*INPUT DATA*.
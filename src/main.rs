use std::{net::SocketAddr, sync::Arc};

use anyhow::Context;
use http::HeaderName;
use tokio::signal;
use tower_http::{
    cors::{Any, CorsLayer},
    request_id::{MakeRequestUuid, PropagateRequestIdLayer, SetRequestIdLayer},
    trace::TraceLayer,
};
use tracing::{error, info};

use supplier_api as api;

#[tokio::main]
async fn main() -> anyhow::Result<()> {
    let cfg = api::config::load_config().context("failed to load configuration")?;
    api::config::init_tracing(cfg.log_level(), cfg.log_json);

    // Init DB
    let db_pool = api::db::establish_connection_from_app_config(&cfg).await?;
    if cfg.auto_migrate {
        api::db::run_migrations(&db_pool).await.map_err(|e| {
            error!("Failed running migrations: {}", e);
            e
        })?;
    }

    let port = cfg.port;
    let state = Arc::new(api::AppState::new(Arc::new(db_pool), cfg));

    let request_id_header = HeaderName::from_static("x-request-id");
    let app = api::build_router(state)
        .layer(TraceLayer::new_for_http())
        .layer(
            CorsLayer::new()
                .allow_origin(Any)
                .allow_methods(Any)
                .allow_headers(Any),
        )
        .layer(PropagateRequestIdLayer::new(request_id_header.clone()))
        .layer(SetRequestIdLayer::new(request_id_header, MakeRequestUuid));

    // Bind and serve
    let addr = SocketAddr::from(([0, 0, 0, 0], port));
    info!("supplier-api listening on http://{}", addr);
    let listener = tokio::net::TcpListener::bind(addr).await?;

    axum::serve(listener, app.into_make_service())
        .with_graceful_shutdown(shutdown_signal())
        .await?;

    Ok(())
}

async fn shutdown_signal() {
    let ctrl_c = async {
        signal::ctrl_c()
            .await
            .expect("failed to install Ctrl+C handler");
    };

    #[cfg(unix)]
    let terminate = async {
        use tokio::signal::unix::{signal, SignalKind};

        let mut sigterm =
            signal(SignalKind::terminate()).expect("failed to install signal handler");
        sigterm.recv().await;
    };

    #[cfg(not(unix))]
    let terminate = std::future::pending::<()>();

    tokio::select! {
        _ = ctrl_c => info!("Received Ctrl+C, shutting down"),
        _ = terminate => info!("Received SIGTERM, shutting down"),
    }
}
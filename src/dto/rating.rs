use chrono::{DateTime, Utc};
use rust_decimal::Decimal;
use serde::{Deserialize, Serialize};

use crate::entities::supplier_rating;

#[derive(Debug, Clone, Serialize, Deserialize)]
#[serde(rename_all = "camelCase")]
pub struct SupplierRatingResponse {
    pub id: i32,
    pub supplier_id: i32,
    pub rating_period: String,
    pub rating_date: DateTime<Utc>,
    pub quality_rating: Decimal,
    pub delivery_rating: Decimal,
    pub service_rating: Decimal,
    pub pricing_rating: Decimal,
    pub communication_rating: Decimal,
    pub overall_rating: Decimal,
    pub total_orders: Option<i32>,
    pub on_time_deliveries: Option<i32>,
    pub quality_issues: Option<i32>,
    pub comments: Option<String>,
    pub reviewed_by: Option<String>,
    pub created_at: DateTime<Utc>,
    pub updated_at: DateTime<Utc>,
}

impl From<supplier_rating::Model> for SupplierRatingResponse {
    fn from(model: supplier_rating::Model) -> Self {
        Self {
            id: model.id,
            supplier_id: model.supplier_id,
            rating_period: model.rating_period,
            rating_date: model.rating_date,
            quality_rating: model.quality_rating,
            delivery_rating: model.delivery_rating,
            service_rating: model.service_rating,
            pricing_rating: model.pricing_rating,
            communication_rating: model.communication_rating,
            overall_rating: model.overall_rating,
            total_orders: model.total_orders,
            on_time_deliveries: model.on_time_deliveries,
            quality_issues: model.quality_issues,
            comments: model.comments,
            reviewed_by: model.reviewed_by,
            created_at: model.created_at,
            updated_at: model.updated_at,
        }
    }
}
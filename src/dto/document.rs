use chrono::{DateTime, Utc};
use serde::{Deserialize, Serialize};

use crate::entities::supplier_document::{self, DocumentType};

#[derive(Debug, Clone, Serialize, Deserialize)]
#[serde(rename_all = "camelCase")]
pub struct SupplierDocumentResponse {
    pub id: i32,
    pub supplier_id: i32,
    pub title: String,
    #[serde(rename = "type")]
    pub document_type: DocumentType,
    pub description: Option<String>,
    pub file_name: Option<String>,
    pub content_type: Option<String>,
    pub file_size: Option<i64>,
    pub upload_service_file_id: Option<String>,
    pub valid_from: Option<DateTime<Utc>>,
    pub valid_to: Option<DateTime<Utc>>,
    pub is_required: bool,
    pub is_active: bool,
    pub notes: Option<String>,
    pub created_at: DateTime<Utc>,
    pub updated_at: DateTime<Utc>,
}

impl From<supplier_document::Model> for SupplierDocumentResponse {
    fn from(model: supplier_document::Model) -> Self {
        Self {
            id: model.id,
            supplier_id: model.supplier_id,
            title: model.title,
            document_type: model.r#type,
            description: model.description,
            file_name: model.file_name,
            content_type: model.content_type,
            file_size: model.file_size,
            upload_service_file_id: model.upload_service_file_id,
            valid_from: model.valid_from,
            valid_to: model.valid_to,
            is_required: model.is_required,
            is_active: model.is_active,
            notes: model.notes,
            created_at: model.created_at,
            updated_at: model.updated_at,
        }
    }
}
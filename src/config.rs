use config::{Config, ConfigError, Environment, File};
use serde::Deserialize;
use std::env;
use std::path::Path;
use thiserror::Error;
use tracing::{error, info};
use validator::Validate;

/// Default values for configuration
const DEFAULT_LOG_LEVEL: &str = "info";
const DEFAULT_ENV: &str = "development";
const DEFAULT_PORT: u16 = 8080;
const CONFIG_DIR: &str = "config";

/// Application configuration structure with validation
#[derive(Clone, Debug, Deserialize, Validate)]
#[serde(deny_unknown_fields)]
pub struct AppConfig {
    /// Database connection URL
    pub database_url: String,

    /// JWT secret used to verify bearer tokens on the versioned API
    #[validate(length(min = 32))]
    pub jwt_secret: String,

    /// Server host address
    pub host: String,

    /// Server port
    #[serde(default = "default_port")]
    pub port: u16,

    /// Application environment
    pub environment: String,

    /// Logging level
    #[serde(default = "default_log_level")]
    pub log_level: String,

    /// Log in JSON format (structured logging)
    #[serde(default)]
    pub log_json: bool,

    /// Whether to run database migrations on startup
    #[serde(default)]
    pub auto_migrate: bool,

    /// DB pool: max connections
    #[serde(default = "default_db_max_connections")]
    pub db_max_connections: u32,

    /// DB pool: min connections
    #[serde(default = "default_db_min_connections")]
    pub db_min_connections: u32,

    /// DB timeouts (seconds)
    #[serde(default = "default_db_connect_timeout_secs")]
    pub db_connect_timeout_secs: u64,
    #[serde(default = "default_db_idle_timeout_secs")]
    pub db_idle_timeout_secs: u64,
    #[serde(default = "default_db_acquire_timeout_secs")]
    pub db_acquire_timeout_secs: u64,
}

impl AppConfig {
    /// Gets database URL reference
    pub fn database_url(&self) -> &str {
        &self.database_url
    }

    /// Checks if running in production environment
    pub fn is_production(&self) -> bool {
        self.environment.eq_ignore_ascii_case("production")
    }

    /// Checks if running in development environment
    pub fn is_development(&self) -> bool {
        self.environment.eq_ignore_ascii_case("development")
    }

    /// Gets log level reference
    pub fn log_level(&self) -> &str {
        &self.log_level
    }
}

/// Configuration loading errors
#[derive(Debug, Error)]
pub enum AppConfigError {
    #[error("Configuration loading failed: {0}")]
    Load(#[from] ConfigError),

    #[error("Configuration validation failed: {0}")]
    Validation(#[from] validator::ValidationErrors),
}

/// Default value functions
fn default_log_level() -> String {
    DEFAULT_LOG_LEVEL.to_string()
}

fn default_port() -> u16 {
    DEFAULT_PORT
}

fn default_db_max_connections() -> u32 {
    16
}
fn default_db_min_connections() -> u32 {
    2
}
fn default_db_connect_timeout_secs() -> u64 {
    30
}
fn default_db_idle_timeout_secs() -> u64 {
    600
}
fn default_db_acquire_timeout_secs() -> u64 {
    8
}

/// Initializes tracing using the provided log level as the default filter
pub fn init_tracing(level: &str, json: bool) {
    use tracing_subscriber::fmt;

    let default_directive = format!("supplier_api={},tower_http=debug", level);
    let filter_directive = env::var("RUST_LOG")
        .ok()
        .filter(|s| !s.trim().is_empty())
        .unwrap_or(default_directive);

    if json {
        let _ = fmt().with_env_filter(filter_directive).json().try_init();
    } else {
        let _ = fmt().with_env_filter(filter_directive).try_init();
    }
}

/// Loads application configuration
///
/// Layers configuration sources in this order:
/// 1. Default config (config/default.toml)
/// 2. Environment-specific config (config/{env}.toml)
/// 3. Environment variables (APP__*)
pub fn load_config() -> Result<AppConfig, AppConfigError> {
    let run_env = env::var("RUN_ENV")
        .or_else(|_| env::var("APP_ENV"))
        .unwrap_or_else(|_| DEFAULT_ENV.to_string());
    info!("Loading configuration for environment: {}", run_env);

    if !Path::new(CONFIG_DIR).exists() {
        info!(
            "Config directory '{}' not found; relying on built-in defaults and environment variables",
            CONFIG_DIR
        );
    }

    // NOTE: jwt_secret has no default - it MUST be provided via environment
    // variable or config file.
    let config = Config::builder()
        .set_default("database_url", "sqlite://suppliers.db?mode=rwc")?
        .set_default("host", "0.0.0.0")?
        .set_default("port", DEFAULT_PORT as i64)?
        .set_default("environment", DEFAULT_ENV)?
        .set_default("log_level", DEFAULT_LOG_LEVEL)?
        .set_default("log_json", false)?
        .add_source(File::with_name(&format!("{}/default", CONFIG_DIR)).required(false))
        .add_source(File::with_name(&format!("{}/{}", CONFIG_DIR, run_env)).required(false))
        .add_source(Environment::with_prefix("APP").separator("__"))
        .build()?;

    if config.get_string("jwt_secret").is_err() {
        error!("JWT secret is not configured. Set APP__JWT_SECRET with a secure random string (minimum 32 characters).");
        return Err(AppConfigError::Load(ConfigError::NotFound(
            "jwt_secret is required but not configured. Set APP__JWT_SECRET environment variable."
                .into(),
        )));
    }

    let app_config: AppConfig = config.try_deserialize()?;

    app_config.validate().map_err(|e| {
        error!("Configuration validation failed: {:?}", e);
        AppConfigError::Validation(e)
    })?;

    info!("Configuration loaded successfully");
    Ok(app_config)
}
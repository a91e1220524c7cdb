use chrono::{DateTime, Utc};
use serde::{Deserialize, Serialize};

use crate::entities::supplier_address::{self, AddressType};

#[derive(Debug, Clone, Serialize, Deserialize)]
#[serde(rename_all = "camelCase")]
pub struct SupplierAddressResponse {
    pub id: i32,
    pub supplier_id: i32,
    #[serde(rename = "type")]
    pub address_type: AddressType,
    pub building: Option<String>,
    pub address_line1: String,
    pub address_line2: Option<String>,
    pub city: String,
    pub state: Option<String>,
    pub postal_code: Option<String>,
    pub country_id: Option<i32>,
    pub is_primary: bool,
    pub is_active: bool,
    pub notes: Option<String>,
    pub created_at: DateTime<Utc>,
    pub updated_at: DateTime<Utc>,
}

impl From<supplier_address::Model> for SupplierAddressResponse {
    fn from(model: supplier_address::Model) -> Self {
        Self {
            id: model.id,
            supplier_id: model.supplier_id,
            address_type: model.r#type,
            building: model.building,
            address_line1: model.address_line1,
            address_line2: model.address_line2,
            city: model.city,
            state: model.state,
            postal_code: model.postal_code,
            country_id: model.country_id,
            is_primary: model.is_primary,
            is_active: model.is_active,
            notes: model.notes,
            created_at: model.created_at,
            updated_at: model.updated_at,
        }
    }
}
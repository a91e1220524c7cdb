pub mod categories;
pub mod common;
pub mod contacts;
pub mod health;
pub mod suppliers;

use crate::db::DbPool;
use std::sync::Arc;

// Re-export AppState so handler modules can import it as crate::handlers::AppState
pub use crate::AppState;

/// Services layer that encapsulates business logic used by HTTP handlers
#[derive(Clone)]
pub struct AppServices {
    pub categories: Arc<crate::services::SupplierCategoryService>,
    pub contacts: Arc<crate::services::SupplierContactService>,
    pub suppliers: Arc<crate::services::SupplierService>,
}

impl AppServices {
    pub fn new(db_pool: Arc<DbPool>) -> Self {
        Self {
            categories: Arc::new(crate::services::SupplierCategoryService::new(
                db_pool.clone(),
            )),
            contacts: Arc::new(crate::services::SupplierContactService::new(
                db_pool.clone(),
            )),
            suppliers: Arc::new(crate::services::SupplierService::new(db_pool)),
        }
    }
}
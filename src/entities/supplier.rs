use chrono::{DateTime, Utc};
use rust_decimal::Decimal;
use sea_orm::entity::prelude::*;
use serde::{Deserialize, Serialize};

use super::impl_audit_stamping;

/// Lifecycle status of a supplier. No transition graph is enforced; any
/// status may replace any other via update.
#[derive(
    Clone, Copy, Debug, PartialEq, Eq, EnumIter, DeriveActiveEnum, Serialize, Deserialize,
)]
#[sea_orm(rs_type = "i32", db_type = "Integer")]
pub enum SupplierStatus {
    #[sea_orm(num_value = 1)]
    Active,
    #[sea_orm(num_value = 2)]
    Inactive,
    /// Default for newly created suppliers
    #[sea_orm(num_value = 3)]
    Pending,
    #[sea_orm(num_value = 4)]
    Blocked,
    #[sea_orm(num_value = 5)]
    Terminated,
}

/// Supplier aggregate root
#[derive(Clone, Debug, PartialEq, DeriveEntityModel, Serialize, Deserialize)]
#[sea_orm(table_name = "suppliers")]
pub struct Model {
    #[sea_orm(primary_key)]
    pub id: i32,

    /// Legal or trading name
    pub name: String,

    pub registration_number: Option<String>,

    pub tax_id: Option<String>,

    pub website: Option<String>,

    pub description: Option<String>,

    pub status: SupplierStatus,

    /// Nullable: the category FK is severed (set null) if the category
    /// row is ever hard-removed
    pub category_id: Option<i32>,

    pub country_id: Option<i32>,

    pub currency_id: Option<i32>,

    /// Typical lead time in days
    pub lead_time_days: Option<i32>,

    #[sea_orm(column_type = "Decimal(Some((18, 2)))", nullable)]
    pub minimum_order_amount: Option<Decimal>,

    pub payment_terms: Option<String>,

    #[sea_orm(column_type = "Decimal(Some((18, 2)))", nullable)]
    pub credit_limit: Option<Decimal>,

    #[sea_orm(column_type = "Decimal(Some((3, 2)))", nullable)]
    pub quality_rating: Option<Decimal>,

    #[sea_orm(column_type = "Decimal(Some((3, 2)))", nullable)]
    pub delivery_rating: Option<Decimal>,

    #[sea_orm(column_type = "Decimal(Some((3, 2)))", nullable)]
    pub service_rating: Option<Decimal>,

    pub created_at: DateTime<Utc>,
    pub updated_at: DateTime<Utc>,
}

#[derive(Copy, Clone, Debug, EnumIter, DeriveRelation)]
pub enum Relation {
    #[sea_orm(
        belongs_to = "super::supplier_category::Entity",
        from = "Column::CategoryId",
        to = "super::supplier_category::Column::Id",
        on_update = "Cascade",
        on_delete = "SetNull"
    )]
    Category,
    #[sea_orm(has_many = "super::supplier_contact::Entity")]
    Contacts,
    #[sea_orm(has_many = "super::supplier_address::Entity")]
    Addresses,
    #[sea_orm(has_many = "super::supplier_document::Entity")]
    Documents,
    #[sea_orm(has_many = "super::supplier_rating::Entity")]
    Ratings,
}

impl Related<super::supplier_category::Entity> for Entity {
    fn to() -> RelationDef {
        Relation::Category.def()
    }
}

impl Related<super::supplier_contact::Entity> for Entity {
    fn to() -> RelationDef {
        Relation::Contacts.def()
    }
}

impl Related<super::supplier_address::Entity> for Entity {
    fn to() -> RelationDef {
        Relation::Addresses.def()
    }
}

impl Related<super::supplier_document::Entity> for Entity {
    fn to() -> RelationDef {
        Relation::Documents.def()
    }
}

impl Related<super::supplier_rating::Entity> for Entity {
    fn to() -> RelationDef {
        Relation::Ratings.def()
    }
}

impl_audit_stamping!();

*TASK GOAL*. Output must consist only of the listing's lines from the first through the line with "let port = cfg.port;", reproduced word for word.

*TASK RESULT*.
filename src/main.rs
use std::{net::SocketAddr, sync::Arc};

use anyhow::Context;
use http::HeaderName;
use tokio::signal;
use tower_http::{
    cors::{Any, CorsLayer},
    request_id::{MakeRequestUuid, PropagateRequestIdLayer, SetRequestIdLayer},
    trace::TraceLayer,
};
use tracing::{error, info};

use supplier_api as api;

#[tokio::main]
async fn main() -> anyhow::Result<()> {
    let cfg = api::config::load_config().context("failed to load configuration")?;
    api::config::init_tracing(cfg.log_level(), cfg.log_json);

    // Init DB
    let db_pool = api::db::establish_connection_from_app_config(&cfg).await?;
    if cfg.auto_migrate {
        api::db::run_migrations(&db_pool).await.map_err(|e| {
            error!("Failed running migrations: {}", e);
            e
        })?;
    }

    let port = cfg.port;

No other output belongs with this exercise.